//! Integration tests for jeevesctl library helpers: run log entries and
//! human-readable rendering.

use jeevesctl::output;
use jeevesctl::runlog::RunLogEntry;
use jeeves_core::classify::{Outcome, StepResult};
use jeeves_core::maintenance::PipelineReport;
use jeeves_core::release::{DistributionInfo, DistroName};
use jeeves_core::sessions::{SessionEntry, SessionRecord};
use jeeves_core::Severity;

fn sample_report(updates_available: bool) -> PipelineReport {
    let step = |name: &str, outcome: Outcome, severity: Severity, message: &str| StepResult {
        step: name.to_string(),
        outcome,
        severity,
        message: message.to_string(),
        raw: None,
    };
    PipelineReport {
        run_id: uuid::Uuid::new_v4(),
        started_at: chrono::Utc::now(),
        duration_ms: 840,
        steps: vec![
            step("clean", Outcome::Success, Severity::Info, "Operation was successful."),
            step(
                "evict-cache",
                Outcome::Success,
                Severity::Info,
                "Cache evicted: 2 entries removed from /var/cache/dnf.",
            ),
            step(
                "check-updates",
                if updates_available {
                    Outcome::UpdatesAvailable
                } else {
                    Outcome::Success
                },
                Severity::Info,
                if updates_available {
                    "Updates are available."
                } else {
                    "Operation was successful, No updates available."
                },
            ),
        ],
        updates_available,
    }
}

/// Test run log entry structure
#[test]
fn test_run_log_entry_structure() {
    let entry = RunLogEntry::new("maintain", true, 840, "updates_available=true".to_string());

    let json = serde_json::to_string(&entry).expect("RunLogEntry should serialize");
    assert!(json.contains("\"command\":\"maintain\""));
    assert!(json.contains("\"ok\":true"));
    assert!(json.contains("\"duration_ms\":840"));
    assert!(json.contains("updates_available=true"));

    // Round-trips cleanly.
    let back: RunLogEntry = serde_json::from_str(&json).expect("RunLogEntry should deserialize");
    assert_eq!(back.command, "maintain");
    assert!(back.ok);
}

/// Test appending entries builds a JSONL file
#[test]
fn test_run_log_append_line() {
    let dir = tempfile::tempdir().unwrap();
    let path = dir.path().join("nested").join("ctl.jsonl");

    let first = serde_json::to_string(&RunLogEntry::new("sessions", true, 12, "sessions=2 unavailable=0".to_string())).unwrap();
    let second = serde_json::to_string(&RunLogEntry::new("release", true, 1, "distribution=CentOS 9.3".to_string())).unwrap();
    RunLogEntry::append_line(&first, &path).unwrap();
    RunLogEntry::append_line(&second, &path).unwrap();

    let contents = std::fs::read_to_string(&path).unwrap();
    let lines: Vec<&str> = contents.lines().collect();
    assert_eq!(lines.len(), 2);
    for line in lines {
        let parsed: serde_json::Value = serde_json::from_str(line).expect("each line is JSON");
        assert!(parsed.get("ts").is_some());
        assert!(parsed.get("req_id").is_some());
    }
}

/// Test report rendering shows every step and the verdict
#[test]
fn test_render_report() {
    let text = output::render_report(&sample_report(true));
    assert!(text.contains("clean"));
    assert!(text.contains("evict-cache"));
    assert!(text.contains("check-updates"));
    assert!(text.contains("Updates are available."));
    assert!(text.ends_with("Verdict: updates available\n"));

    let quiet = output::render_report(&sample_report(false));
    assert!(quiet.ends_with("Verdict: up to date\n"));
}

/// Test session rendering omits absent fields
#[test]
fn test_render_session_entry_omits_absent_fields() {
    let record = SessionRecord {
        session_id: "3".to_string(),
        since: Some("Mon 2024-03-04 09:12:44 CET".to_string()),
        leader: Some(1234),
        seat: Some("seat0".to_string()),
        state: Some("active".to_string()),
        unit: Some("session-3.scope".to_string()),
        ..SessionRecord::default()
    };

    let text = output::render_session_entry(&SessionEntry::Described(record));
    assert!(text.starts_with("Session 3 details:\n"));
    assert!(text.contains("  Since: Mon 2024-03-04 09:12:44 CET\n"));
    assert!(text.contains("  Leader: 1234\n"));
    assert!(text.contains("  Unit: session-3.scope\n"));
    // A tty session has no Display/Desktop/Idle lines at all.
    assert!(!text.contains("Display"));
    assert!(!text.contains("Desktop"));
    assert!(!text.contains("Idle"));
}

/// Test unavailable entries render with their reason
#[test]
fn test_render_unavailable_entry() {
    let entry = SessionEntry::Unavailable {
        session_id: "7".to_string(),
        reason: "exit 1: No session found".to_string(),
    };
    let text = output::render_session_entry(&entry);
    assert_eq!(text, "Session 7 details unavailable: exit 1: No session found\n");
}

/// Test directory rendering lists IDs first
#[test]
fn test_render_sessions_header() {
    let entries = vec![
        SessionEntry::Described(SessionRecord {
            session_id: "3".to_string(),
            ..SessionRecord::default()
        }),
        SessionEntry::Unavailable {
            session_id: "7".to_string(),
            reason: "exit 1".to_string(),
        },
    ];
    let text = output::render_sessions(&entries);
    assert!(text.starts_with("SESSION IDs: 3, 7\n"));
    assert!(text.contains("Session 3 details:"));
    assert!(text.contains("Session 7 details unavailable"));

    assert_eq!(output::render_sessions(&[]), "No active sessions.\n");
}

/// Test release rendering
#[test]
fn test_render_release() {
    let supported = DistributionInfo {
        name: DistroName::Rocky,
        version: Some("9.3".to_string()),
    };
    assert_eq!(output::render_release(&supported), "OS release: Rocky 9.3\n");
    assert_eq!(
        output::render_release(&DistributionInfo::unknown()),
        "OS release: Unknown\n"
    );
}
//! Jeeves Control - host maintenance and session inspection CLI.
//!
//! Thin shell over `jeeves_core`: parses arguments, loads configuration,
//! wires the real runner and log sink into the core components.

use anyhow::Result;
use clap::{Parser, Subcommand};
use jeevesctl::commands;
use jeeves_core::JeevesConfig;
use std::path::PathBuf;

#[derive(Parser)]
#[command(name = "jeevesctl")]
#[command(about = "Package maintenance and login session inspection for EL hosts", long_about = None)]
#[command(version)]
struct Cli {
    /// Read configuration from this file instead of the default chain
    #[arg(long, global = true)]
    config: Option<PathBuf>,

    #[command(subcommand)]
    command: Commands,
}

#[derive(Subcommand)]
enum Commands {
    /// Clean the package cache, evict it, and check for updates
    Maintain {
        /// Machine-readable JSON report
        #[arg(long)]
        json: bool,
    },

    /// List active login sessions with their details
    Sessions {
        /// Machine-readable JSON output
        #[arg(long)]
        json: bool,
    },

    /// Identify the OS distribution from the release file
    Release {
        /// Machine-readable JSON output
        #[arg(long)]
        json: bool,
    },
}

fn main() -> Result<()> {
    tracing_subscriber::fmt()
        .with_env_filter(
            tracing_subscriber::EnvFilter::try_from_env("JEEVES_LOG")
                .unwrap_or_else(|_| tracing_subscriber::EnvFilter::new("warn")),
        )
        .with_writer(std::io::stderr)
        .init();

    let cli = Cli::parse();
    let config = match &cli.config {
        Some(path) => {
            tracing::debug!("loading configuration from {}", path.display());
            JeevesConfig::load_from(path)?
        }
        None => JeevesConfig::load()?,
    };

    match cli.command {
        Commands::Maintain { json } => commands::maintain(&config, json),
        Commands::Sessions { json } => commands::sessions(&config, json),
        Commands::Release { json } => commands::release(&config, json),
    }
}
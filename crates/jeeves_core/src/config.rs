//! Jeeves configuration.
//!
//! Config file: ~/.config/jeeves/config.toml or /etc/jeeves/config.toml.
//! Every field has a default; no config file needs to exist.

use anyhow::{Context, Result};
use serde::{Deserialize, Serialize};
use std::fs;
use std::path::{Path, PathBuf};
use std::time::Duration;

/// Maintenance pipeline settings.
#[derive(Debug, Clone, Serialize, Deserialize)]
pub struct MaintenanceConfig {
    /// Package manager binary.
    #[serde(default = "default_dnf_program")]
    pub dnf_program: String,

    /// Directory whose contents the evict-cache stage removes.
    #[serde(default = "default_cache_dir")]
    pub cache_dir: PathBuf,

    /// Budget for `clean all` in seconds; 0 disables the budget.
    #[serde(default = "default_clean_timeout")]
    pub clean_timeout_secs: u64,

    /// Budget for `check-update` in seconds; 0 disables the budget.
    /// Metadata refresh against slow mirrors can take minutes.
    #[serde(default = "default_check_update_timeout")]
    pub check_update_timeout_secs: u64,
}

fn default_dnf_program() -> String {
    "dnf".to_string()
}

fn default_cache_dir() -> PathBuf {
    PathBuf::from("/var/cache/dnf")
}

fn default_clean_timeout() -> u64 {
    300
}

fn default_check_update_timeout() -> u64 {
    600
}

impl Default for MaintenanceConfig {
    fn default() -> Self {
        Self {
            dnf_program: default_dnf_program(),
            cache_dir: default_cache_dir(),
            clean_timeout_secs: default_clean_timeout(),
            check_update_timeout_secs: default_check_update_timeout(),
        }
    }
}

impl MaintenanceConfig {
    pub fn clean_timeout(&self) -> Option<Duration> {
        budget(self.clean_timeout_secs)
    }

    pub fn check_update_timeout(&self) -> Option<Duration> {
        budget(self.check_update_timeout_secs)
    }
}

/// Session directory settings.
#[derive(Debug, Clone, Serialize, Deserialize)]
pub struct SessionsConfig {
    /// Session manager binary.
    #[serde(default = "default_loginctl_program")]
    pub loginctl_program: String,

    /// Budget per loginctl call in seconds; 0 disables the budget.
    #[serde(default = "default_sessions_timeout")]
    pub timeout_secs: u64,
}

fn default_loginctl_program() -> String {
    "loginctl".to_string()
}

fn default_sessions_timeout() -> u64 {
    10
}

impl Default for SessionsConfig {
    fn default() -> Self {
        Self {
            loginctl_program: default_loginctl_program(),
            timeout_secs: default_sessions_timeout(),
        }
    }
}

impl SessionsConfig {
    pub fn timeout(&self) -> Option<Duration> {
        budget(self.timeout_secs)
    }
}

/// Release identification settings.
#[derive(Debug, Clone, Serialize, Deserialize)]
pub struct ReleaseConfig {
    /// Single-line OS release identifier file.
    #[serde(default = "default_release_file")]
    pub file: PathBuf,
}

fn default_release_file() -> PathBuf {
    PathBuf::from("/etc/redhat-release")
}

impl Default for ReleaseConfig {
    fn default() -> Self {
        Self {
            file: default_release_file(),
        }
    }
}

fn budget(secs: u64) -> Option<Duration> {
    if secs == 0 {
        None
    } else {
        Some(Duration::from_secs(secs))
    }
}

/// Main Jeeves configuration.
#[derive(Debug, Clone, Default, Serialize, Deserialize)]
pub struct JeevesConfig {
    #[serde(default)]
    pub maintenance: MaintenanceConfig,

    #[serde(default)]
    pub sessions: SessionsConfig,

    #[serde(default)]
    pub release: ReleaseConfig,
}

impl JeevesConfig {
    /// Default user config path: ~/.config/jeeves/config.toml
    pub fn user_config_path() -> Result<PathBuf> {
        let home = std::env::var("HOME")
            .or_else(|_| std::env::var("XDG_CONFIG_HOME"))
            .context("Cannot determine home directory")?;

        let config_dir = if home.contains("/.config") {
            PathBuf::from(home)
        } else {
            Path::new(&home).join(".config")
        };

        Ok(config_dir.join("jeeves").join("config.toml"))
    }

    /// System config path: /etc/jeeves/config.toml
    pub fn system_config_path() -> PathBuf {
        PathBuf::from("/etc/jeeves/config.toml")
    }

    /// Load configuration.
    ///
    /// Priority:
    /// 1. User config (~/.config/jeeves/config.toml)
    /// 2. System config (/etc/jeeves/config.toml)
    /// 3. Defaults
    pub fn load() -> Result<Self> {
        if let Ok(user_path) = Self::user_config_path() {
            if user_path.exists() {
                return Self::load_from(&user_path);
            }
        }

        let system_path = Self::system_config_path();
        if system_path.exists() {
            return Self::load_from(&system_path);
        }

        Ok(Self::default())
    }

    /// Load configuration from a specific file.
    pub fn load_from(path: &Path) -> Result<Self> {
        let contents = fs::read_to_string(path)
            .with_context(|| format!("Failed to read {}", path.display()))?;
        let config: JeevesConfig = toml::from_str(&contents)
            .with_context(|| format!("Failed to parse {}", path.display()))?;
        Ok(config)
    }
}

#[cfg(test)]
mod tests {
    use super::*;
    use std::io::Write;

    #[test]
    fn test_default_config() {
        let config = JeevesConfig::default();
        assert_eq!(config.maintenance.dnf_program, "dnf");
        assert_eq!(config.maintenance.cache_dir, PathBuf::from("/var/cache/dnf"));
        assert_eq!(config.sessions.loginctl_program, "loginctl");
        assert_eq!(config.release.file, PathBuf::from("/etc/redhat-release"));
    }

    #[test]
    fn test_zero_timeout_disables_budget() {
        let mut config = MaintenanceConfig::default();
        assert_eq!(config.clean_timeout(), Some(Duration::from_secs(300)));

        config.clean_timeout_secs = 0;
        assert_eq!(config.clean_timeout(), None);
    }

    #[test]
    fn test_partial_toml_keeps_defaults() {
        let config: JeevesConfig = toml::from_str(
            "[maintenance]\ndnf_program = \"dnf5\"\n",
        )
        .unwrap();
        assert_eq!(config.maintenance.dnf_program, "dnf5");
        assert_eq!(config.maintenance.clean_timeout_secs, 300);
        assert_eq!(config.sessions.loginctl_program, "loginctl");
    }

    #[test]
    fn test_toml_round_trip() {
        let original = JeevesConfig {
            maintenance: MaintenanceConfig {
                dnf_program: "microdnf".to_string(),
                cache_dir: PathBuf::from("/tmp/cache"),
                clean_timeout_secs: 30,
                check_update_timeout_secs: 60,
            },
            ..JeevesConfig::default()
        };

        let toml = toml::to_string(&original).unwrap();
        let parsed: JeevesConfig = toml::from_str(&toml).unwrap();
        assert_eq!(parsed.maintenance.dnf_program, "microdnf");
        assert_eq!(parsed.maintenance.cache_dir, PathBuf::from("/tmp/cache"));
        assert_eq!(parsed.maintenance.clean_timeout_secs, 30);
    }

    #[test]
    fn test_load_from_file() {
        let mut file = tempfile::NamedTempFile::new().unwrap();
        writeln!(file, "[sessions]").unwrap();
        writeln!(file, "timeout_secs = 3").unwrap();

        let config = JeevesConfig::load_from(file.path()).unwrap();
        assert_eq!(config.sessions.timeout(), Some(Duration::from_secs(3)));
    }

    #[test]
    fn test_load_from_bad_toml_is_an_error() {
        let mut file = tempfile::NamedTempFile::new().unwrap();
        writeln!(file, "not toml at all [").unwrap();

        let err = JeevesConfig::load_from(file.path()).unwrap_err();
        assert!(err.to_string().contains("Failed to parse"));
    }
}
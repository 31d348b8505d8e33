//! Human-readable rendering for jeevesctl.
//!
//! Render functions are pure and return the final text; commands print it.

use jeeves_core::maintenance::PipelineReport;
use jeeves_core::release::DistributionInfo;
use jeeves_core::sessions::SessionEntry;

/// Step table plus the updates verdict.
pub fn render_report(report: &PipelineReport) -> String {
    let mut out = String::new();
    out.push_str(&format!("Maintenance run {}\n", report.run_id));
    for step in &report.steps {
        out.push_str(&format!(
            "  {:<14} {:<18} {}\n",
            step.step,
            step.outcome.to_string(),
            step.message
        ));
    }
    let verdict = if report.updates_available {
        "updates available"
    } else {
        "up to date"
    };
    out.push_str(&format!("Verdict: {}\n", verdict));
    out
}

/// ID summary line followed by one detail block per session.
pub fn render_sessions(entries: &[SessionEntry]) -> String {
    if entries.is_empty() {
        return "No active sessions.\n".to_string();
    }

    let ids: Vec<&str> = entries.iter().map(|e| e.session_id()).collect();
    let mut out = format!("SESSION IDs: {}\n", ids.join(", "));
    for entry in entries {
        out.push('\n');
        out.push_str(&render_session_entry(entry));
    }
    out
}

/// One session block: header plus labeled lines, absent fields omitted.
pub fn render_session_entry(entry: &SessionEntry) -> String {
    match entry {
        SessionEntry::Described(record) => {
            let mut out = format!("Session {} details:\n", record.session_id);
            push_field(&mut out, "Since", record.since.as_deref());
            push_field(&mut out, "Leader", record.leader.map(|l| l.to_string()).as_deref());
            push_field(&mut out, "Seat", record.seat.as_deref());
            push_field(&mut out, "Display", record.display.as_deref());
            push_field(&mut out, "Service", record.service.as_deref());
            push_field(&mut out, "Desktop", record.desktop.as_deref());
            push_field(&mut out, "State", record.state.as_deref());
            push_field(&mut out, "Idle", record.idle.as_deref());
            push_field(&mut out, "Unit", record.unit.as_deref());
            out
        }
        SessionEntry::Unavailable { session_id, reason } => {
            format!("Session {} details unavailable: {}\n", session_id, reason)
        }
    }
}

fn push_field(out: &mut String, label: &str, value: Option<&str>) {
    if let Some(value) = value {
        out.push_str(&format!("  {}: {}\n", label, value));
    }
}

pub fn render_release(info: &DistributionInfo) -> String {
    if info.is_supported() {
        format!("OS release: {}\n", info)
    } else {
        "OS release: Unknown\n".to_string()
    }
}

=======

Work order: Write out exactly the lines from the one with "block per session." through the end of the records above, both ends included, and leave out all other lines.

Solution for this problem:
/// ID summary line followed by one detail block per session.
pub fn render_sessions(entries: &[SessionEntry]) -> String {
    if entries.is_empty() {
        return "No active sessions.\n".to_string();
    }

    let ids: Vec<&str> = entries.iter().map(|e| e.session_id()).collect();
    let mut out = format!("SESSION IDs: {}\n", ids.join(", "));
    for entry in entries {
        out.push('\n');
        out.push_str(&render_session_entry(entry));
    }
    out
}

/// One session block: header plus labeled lines, absent fields omitted.
pub fn render_session_entry(entry: &SessionEntry) -> String {
    match entry {
        SessionEntry::Described(record) => {
            let mut out = format!("Session {} details:\n", record.session_id);
            push_field(&mut out, "Since", record.since.as_deref());
            push_field(&mut out, "Leader", record.leader.map(|l| l.to_string()).as_deref());
            push_field(&mut out, "Seat", record.seat.as_deref());
            push_field(&mut out, "Display", record.display.as_deref());
            push_field(&mut out, "Service", record.service.as_deref());
            push_field(&mut out, "Desktop", record.desktop.as_deref());
            push_field(&mut out, "State", record.state.as_deref());
            push_field(&mut out, "Idle", record.idle.as_deref());
            push_field(&mut out, "Unit", record.unit.as_deref());
            out
        }
        SessionEntry::Unavailable { session_id, reason } => {
            format!("Session {} details unavailable: {}\n", session_id, reason)
        }
    }
}

fn push_field(out: &mut String, label: &str, value: Option<&str>) {
    if let Some(value) = value {
        out.push_str(&format!("  {}: {}\n", label, value));
    }
}

pub fn render_release(info: &DistributionInfo) -> String {
    if info.is_supported() {
        format!("OS release: {}\n", info)
    } else {
        "OS release: Unknown\n".to_string()
    }
}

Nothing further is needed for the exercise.